While it saddens me tremendously..I haven't kicked him out. He understands I'm just not ready to accept a "partner" of his. Not to sound mean..I'm just not ready.

But I wouldn't kick him out just for admitting to be gay. Now if he breaks rules of my home with it..that's another thing.

I would like to know what it would take for posters to encourage their children to leave home. Even if my children were 100% supportive of everything in my home – by the time they reached the age of 19 I would encourage them to be on their own. Maybe not all at once but with diminishing support from home. For example they should have started thinking about taking charge of such things as their health care, retirement, investments, their career and their values.

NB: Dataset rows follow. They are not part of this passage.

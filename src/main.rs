mod cli;
mod config;
mod consts;
mod error;
mod renamer;
mod utils;

use std::io;
use std::process::ExitCode;

use cli::Cli;
use config::Config;
use consts::USAGE;
use error::AppError;
use renamer::Renamer;
use utils::{Timezone, debug_log, set_debug};

fn main() -> ExitCode {
    match Cli::parse_args(std::env::args_os()).and_then(run) {
        Ok(_) => ExitCode::SUCCESS,
        Err(AppError::Usage { .. }) => {
            println!("{USAGE}");
            ExitCode::FAILURE
        }
        Err(e) => {
            eprintln!("Error: {e}");
            ExitCode::FAILURE
        }
    }
}

fn run(cli: Cli) -> Result<usize, AppError> {
    // Bad argument count never reaches the file system
    cli.start_dir()?;

    set_debug(cli.debug);
    let cli = cli.with_config(&Config::load());
    set_debug(cli.debug);

    let start_dir = cli.start_dir()?;
    let timezone = Timezone::parse(cli.timezone.as_deref())?;
    debug_log!("start dir {}, timezone {:?}", start_dir.display(), timezone);

    let renamer = Renamer::new(timezone, cli.all);
    let mut out = io::stdout().lock();
    renamer.apply_to_all(start_dir, &mut out)
}
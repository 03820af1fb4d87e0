// Copyright 2025 MaidSafe.net limited.
//
// This SAFE Network Software is licensed to you under The General Public License (GPL), version 3.
// Unless required by applicable law or agreed to in writing, the SAFE Network Software distributed
// under the GPL Licence is distributed on an "AS IS" BASIS, WITHOUT WARRANTIES OR CONDITIONS OF ANY
// KIND, either express or implied. Please review the Licences for the specific language governing
// permissions and limitations relating to use of the SAFE Network Software.

//! The chain capability seam: what the deployment workflow needs from an
//! RPC endpoint, and the alloy-backed production implementation.

use crate::common::{Address, Amount, Calldata, EventTopic, TxHash};
use crate::transaction_config::{MaxFeePerGas, TransactionConfig};
use crate::TX_TIMEOUT;
use alloy::network::TransactionBuilder;
use alloy::providers::{Provider, ProviderBuilder};
use alloy::rpc::types::Filter;
use alloy::transports::http::reqwest;

pub use alloy::network::EthereumWallet;
pub use alloy::signers::local::PrivateKeySigner;

#[derive(thiserror::Error, Debug)]
pub enum Error {
    #[error("RPC error: {0}")]
    Rpc(String),
    #[error("transport error: {0}")]
    Transport(#[from] alloy::transports::RpcError<alloy::transports::TransportErrorKind>),
    #[error("pending transaction error: {0}")]
    PendingTransaction(#[from] alloy::providers::PendingTransactionError),
    #[error("transaction {0} reverted")]
    Reverted(TxHash),
    #[error("deployment receipt for {0} carries no contract address")]
    NoContractAddress(TxHash),
}

/// Read-only snapshot of the deploying account, taken once during preflight.
#[derive(Clone, Copy, Debug)]
pub struct Account {
    pub address: Address,
    pub balance: Amount,
    /// Execution-resource allowance. On EVM chains this is the number of
    /// gas units affordable at the current gas price; there is no separate
    /// energy ledger to query.
    pub resource_quota: u128,
}

/// Block range scanned for creation events. Left unset, the scan covers the
/// whole chain up to the latest block.
#[derive(Clone, Copy, Debug, Default)]
pub struct EventWindow {
    pub from_block: Option<u64>,
    pub to_block: Option<u64>,
}

/// An observed log entry, before typed decoding.
#[derive(Clone, Debug)]
pub struct RawLog {
    pub topics: Vec<EventTopic>,
    pub data: Calldata,
    pub block_number: Option<u64>,
}

/// Everything the deployment workflow asks of the chain.
#[allow(async_fn_in_trait)]
pub trait ChainClient {
    async fn account_snapshot(&self, address: Address) -> Result<Account, Error>;

    /// Submit a contract deployment and wait for it to land. The returned
    /// address comes from the inclusion receipt.
    async fn deploy(&self, init_code: Calldata) -> Result<Address, Error>;

    /// Submit a state-mutating contract call and wait for inclusion.
    async fn send_call(&self, to: Address, calldata: Calldata) -> Result<TxHash, Error>;

    /// Query the event log of `source` for entries with the given topic.
    async fn logs(
        &self,
        source: Address,
        topic: EventTopic,
        window: EventWindow,
    ) -> Result<Vec<RawLog>, Error>;

    /// Execute a read-only call.
    async fn call_view(&self, to: Address, calldata: Calldata) -> Result<Calldata, Error>;
}

/// Build an HTTP provider with the given wallet attached, with the standard
/// gas/nonce/chain-id fillers.
pub fn wallet_provider(rpc_url: reqwest::Url, wallet: EthereumWallet) -> impl Provider + Clone {
    ProviderBuilder::new().wallet(wallet).connect_http(rpc_url)
}

/// [`ChainClient`] over an alloy provider.
#[derive(Clone, Debug)]
pub struct RpcChainClient<P: Provider> {
    provider: P,
    config: TransactionConfig,
}

impl<P: Provider> RpcChainClient<P> {
    pub fn new(provider: P, config: TransactionConfig) -> Self {
        Self { provider, config }
    }

    async fn resolved_max_fee(&self) -> Result<Option<u128>, Error> {
        match self.config.max_fee_per_gas {
            MaxFeePerGas::Auto => Ok(None),
            MaxFeePerGas::Custom(limit) => Ok(Some(limit)),
            MaxFeePerGas::LimitedAuto(cap) => {
                let market = self.provider.get_gas_price().await?;
                Ok(Some(market.min(cap)))
            }
        }
    }
}

impl<P: Provider> ChainClient for RpcChainClient<P> {
    async fn account_snapshot(&self, address: Address) -> Result<Account, Error> {
        let balance = self.provider.get_balance(address).await?;
        let gas_price = self.provider.get_gas_price().await?;
        let resource_quota = if gas_price == 0 {
            u128::MAX
        } else {
            (balance / Amount::from(gas_price)).saturating_to()
        };
        Ok(Account {
            address,
            balance,
            resource_quota,
        })
    }

    async fn deploy(&self, init_code: Calldata) -> Result<Address, Error> {
        let mut tx = self
            .provider
            .transaction_request()
            .with_deploy_code(init_code);
        if let Some(gas) = self.config.deploy_gas_limit {
            tx = tx.with_gas_limit(gas);
        }
        if let Some(max_fee) = self.resolved_max_fee().await? {
            tx = tx.with_max_fee_per_gas(max_fee);
        }

        let receipt = self
            .provider
            .send_transaction(tx)
            .await
            .inspect_err(|err| error!("Error sending deployment transaction: {err:?}"))?
            .with_timeout(Some(TX_TIMEOUT))
            .get_receipt()
            .await?;

        if !receipt.status() {
            return Err(Error::Reverted(receipt.transaction_hash));
        }
        receipt
            .contract_address
            .ok_or(Error::NoContractAddress(receipt.transaction_hash))
    }

    async fn send_call(&self, to: Address, calldata: Calldata) -> Result<TxHash, Error> {
        let mut tx = self
            .provider
            .transaction_request()
            .with_to(to)
            .with_input(calldata);
        if let Some(gas) = self.config.create_gas_limit {
            tx = tx.with_gas_limit(gas);
        }
        if let Some(max_fee) = self.resolved_max_fee().await? {
            tx = tx.with_max_fee_per_gas(max_fee);
        }

        let pending = self
            .provider
            .send_transaction(tx)
            .await
            .inspect_err(|err| error!("Error sending contract call: {err:?}"))?
            .with_timeout(Some(TX_TIMEOUT));

        debug!("contract call is pending with tx hash: {:?}", pending.tx_hash());

        let tx_hash = pending
            .watch()
            .await
            .inspect_err(|err| error!("Error watching contract call: {err:?}"))?;

        Ok(tx_hash)
    }

    async fn logs(
        &self,
        source: Address,
        topic: EventTopic,
        window: EventWindow,
    ) -> Result<Vec<RawLog>, Error> {
        let mut filter = Filter::new()
            .address(source)
            .event_signature(topic)
            .from_block(window.from_block.unwrap_or(0));
        if let Some(to_block) = window.to_block {
            filter = filter.to_block(to_block);
        }

        let logs = self.provider.get_logs(&filter).await?;
        Ok(logs
            .into_iter()
            .map(|log| RawLog {
                topics: log.inner.data.topics().to_vec(),
                data: log.inner.data.data.clone(),
                block_number: log.block_number,
            })
            .collect())
    }

    async fn call_view(&self, to: Address, calldata: Calldata) -> Result<Calldata, Error> {
        let tx = self
            .provider
            .transaction_request()
            .with_to(to)
            .with_input(calldata);
        Ok(self.provider.call(tx).await?)
    }
}
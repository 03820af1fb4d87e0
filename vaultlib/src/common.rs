// Copyright 2025 MaidSafe.net limited.
//
// This SAFE Network Software is licensed to you under The General Public License (GPL), version 3.
// Unless required by applicable law or agreed to in writing, the SAFE Network Software distributed
// under the GPL Licence is distributed on an "AS IS" BASIS, WITHOUT WARRANTIES OR CONDITIONS OF ANY
// KIND, either express or implied. Please review the Licences for the specific language governing
// permissions and limitations relating to use of the SAFE Network Software.

pub type Address = alloy::primitives::Address;
pub type Amount = alloy::primitives::U256;
pub type Calldata = alloy::primitives::Bytes;
pub type EventTopic = alloy::primitives::B256;
pub type TxHash = alloy::primitives::TxHash;
pub type U256 = alloy::primitives::U256;
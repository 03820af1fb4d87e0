// Copyright 2025 MaidSafe.net limited.
//
// This SAFE Network Software is licensed to you under The General Public License (GPL), version 3.
// Unless required by applicable law or agreed to in writing, the SAFE Network Software distributed
// under the GPL Licence is distributed on an "AS IS" BASIS, WITHOUT WARRANTIES OR CONDITIONS OF ANY
// KIND, either express or implied. Please review the Licences for the specific language governing
// permissions and limitations relating to use of the SAFE Network Software.

//! Confirmation of a requested proxy by observing the factory's creation
//! event. The event log is eventually consistent and the RPC endpoint is
//! fallible, so observation runs under a bounded retry budget.

use crate::artifact::ContractArtifact;
use crate::client::{ChainClient, EventWindow, RawLog};
use crate::common::{Address, TxHash};
use crate::retry;
use alloy::json_abi::Event;
use std::time::Duration;

#[derive(thiserror::Error, Debug)]
pub enum Error {
    #[error("no creation event observed after {attempts} polling attempts")]
    Exhausted { attempts: u32 },
    #[error(transparent)]
    Artifact(#[from] crate::artifact::Error),
}

/// A creation record observed on-chain. Immutable fact once decoded.
#[derive(Clone, Copy, Debug, PartialEq, Eq)]
pub struct CreationEvent {
    pub emitting_contract: Address,
    pub proxy: Address,
    pub block_number: Option<u64>,
}

/// Poll the factory's log for the named creation event until it shows up or
/// the attempt budget is spent. The transaction hash is carried for log
/// correlation only; the query itself is keyed by event topic and window.
#[allow(clippy::too_many_arguments)]
pub async fn await_proxy_creation<C: ChainClient>(
    client: &C,
    factory: Address,
    artifact: &ContractArtifact,
    event_name: &str,
    window: EventWindow,
    max_attempts: u32,
    delay: Duration,
    request_tx: TxHash,
) -> Result<CreationEvent, Error> {
    let event = artifact.event(event_name)?;
    let topic = event.selector();

    info!("waiting for {event_name} from factory {factory} (request tx {request_tx})");

    let observed = retry::poll_until(max_attempts, delay, event_name, || async move {
        let logs = client.logs(factory, topic, window).await?;
        Ok::<_, crate::client::Error>(select_latest(factory, event, &logs))
    })
    .await;

    match observed {
        Ok(creation) => {
            info!(
                "observed {event_name}: proxy {} (block {:?})",
                creation.proxy, creation.block_number
            );
            Ok(creation)
        }
        Err(exhausted) => Err(Error::Exhausted {
            attempts: exhausted.attempts,
        }),
    }
}

/// Pick the most recently emitted matching event: highest block number, and
/// the later log entry when several share a block.
fn select_latest(factory: Address, event: &Event, logs: &[RawLog]) -> Option<CreationEvent> {
    logs.iter()
        .filter_map(|log| decode_creation(factory, event, log))
        .max_by_key(|creation| creation.block_number.unwrap_or(0))
}

/// Decode one log entry against the event's ABI shape. Indexed params sit in
/// the topics, the rest in the data section as 32-byte words (the creation
/// event only carries statically encoded params). The proxy address is the
/// param named `proxy`, or the first address-typed param when none is.
fn decode_creation(factory: Address, event: &Event, log: &RawLog) -> Option<CreationEvent> {
    let mut topics = log.topics.iter();
    if *topics.next()? != event.selector() {
        return None;
    }

    let mut data_words = log.data.chunks(32);
    let mut named = None;
    let mut first = None;
    for param in &event.inputs {
        let word: [u8; 32] = if param.indexed {
            topics.next()?.0
        } else {
            data_words.next()?.try_into().ok()?
        };
        if param.ty == "address" {
            let address = Address::from_slice(&word[12..]);
            if param.name == "proxy" {
                named = Some(address);
            } else if first.is_none() {
                first = Some(address);
            }
        }
    }

    Some(CreationEvent {
        emitting_contract: factory,
        proxy: named.or(first)?,
        block_number: log.block_number,
    })
}

#[cfg(test)]
mod tests {
    use super::*;
    use crate::common::{Calldata, EventTopic};

    fn proxy_created_event() -> Event {
        let abi: alloy::json_abi::JsonAbi = serde_json::from_str(
            r#"[{
                "type": "event",
                "name": "ProxyCreated",
                "inputs": [
                    {"name":"merchant","type":"address","indexed":true,"internalType":"address"},
                    {"name":"proxy","type":"address","indexed":false,"internalType":"address"}
                ],
                "anonymous": false
            }]"#,
        )
        .expect("valid ABI");
        abi.event("ProxyCreated")
            .and_then(|events| events.first())
            .expect("event present")
            .clone()
    }

    fn word_of(address: Address) -> [u8; 32] {
        let mut word = [0u8; 32];
        word[12..].copy_from_slice(address.as_slice());
        word
    }

    fn log_of(event: &Event, merchant: Address, proxy: Address, block: u64) -> RawLog {
        RawLog {
            topics: vec![event.selector(), EventTopic::from(word_of(merchant))],
            data: Calldata::from(word_of(proxy).to_vec()),
            block_number: Some(block),
        }
    }

    #[test]
    fn decodes_the_proxy_param() {
        let event = proxy_created_event();
        let factory = Address::repeat_byte(0xFA);
        let merchant = Address::repeat_byte(0x01);
        let proxy = Address::repeat_byte(0x02);

        let creation = decode_creation(factory, &event, &log_of(&event, merchant, proxy, 7))
            .expect("decodable log");
        assert_eq!(
            creation,
            CreationEvent {
                emitting_contract: factory,
                proxy,
                block_number: Some(7),
            }
        );
    }

    #[test]
    fn ignores_logs_with_a_foreign_topic() {
        let event = proxy_created_event();
        let factory = Address::repeat_byte(0xFA);
        let mut log = log_of(&event, Address::repeat_byte(0x01), Address::repeat_byte(0x02), 7);
        log.topics[0] = EventTopic::repeat_byte(0xEE);
        assert_eq!(decode_creation(factory, &event, &log), None);
    }

    #[test]
    fn selects_the_most_recently_emitted_event() {
        let event = proxy_created_event();
        let factory = Address::repeat_byte(0xFA);
        let merchant = Address::repeat_byte(0x01);
        let logs = vec![
            log_of(&event, merchant, Address::repeat_byte(0x02), 5),
            log_of(&event, merchant, Address::repeat_byte(0x03), 9),
            log_of(&event, merchant, Address::repeat_byte(0x04), 7),
        ];

        let creation = select_latest(factory, &event, &logs).expect("matching events");
        assert_eq!(creation.proxy, Address::repeat_byte(0x03));
        assert_eq!(creation.block_number, Some(9));
    }

    #[test]
    fn later_log_wins_within_the_same_block() {
        let event = proxy_created_event();
        let factory = Address::repeat_byte(0xFA);
        let merchant = Address::repeat_byte(0x01);
        let logs = vec![
            log_of(&event, merchant, Address::repeat_byte(0x02), 9),
            log_of(&event, merchant, Address::repeat_byte(0x03), 9),
        ];

        let creation = select_latest(factory, &event, &logs).expect("matching events");
        assert_eq!(creation.proxy, Address::repeat_byte(0x03));
    }
}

Asking someone to move out of your home is not sunning them – even if they are family members. I do not think that such a request is negative.

With all that is considered – I believe that everyone has the right to privacy to do anything that is lawful in the privacy of their homes. I do not believe that anyone has any rights to privacy to morally conflict with what a person feels should be going on in their home. I find it very odd that at this point there are those that are demanding that homosexuality be morally enjoined and accepted in the privacy of everyone’s home.

Anyone has the moral right to say – not in my home. I have discovered that it does not work to tell an adult child – you can do that somewhere else but you cannot bring it home. A person is what a person does. If what they do is unacceptable to you – we should be nice we should encourage them to do the better thing but we are complicit in what-ever it is that they do if we enable (allow) it when we are with them. I think it is okay to leave a neighbor’s home and tell them that I am uncomfortable with swearing and I am uncomfortable with asking them not to do it in their own home. I would communicate that they are welcome to visit my home if the refrain from swearing but if it is a problem for them our associations will be limited.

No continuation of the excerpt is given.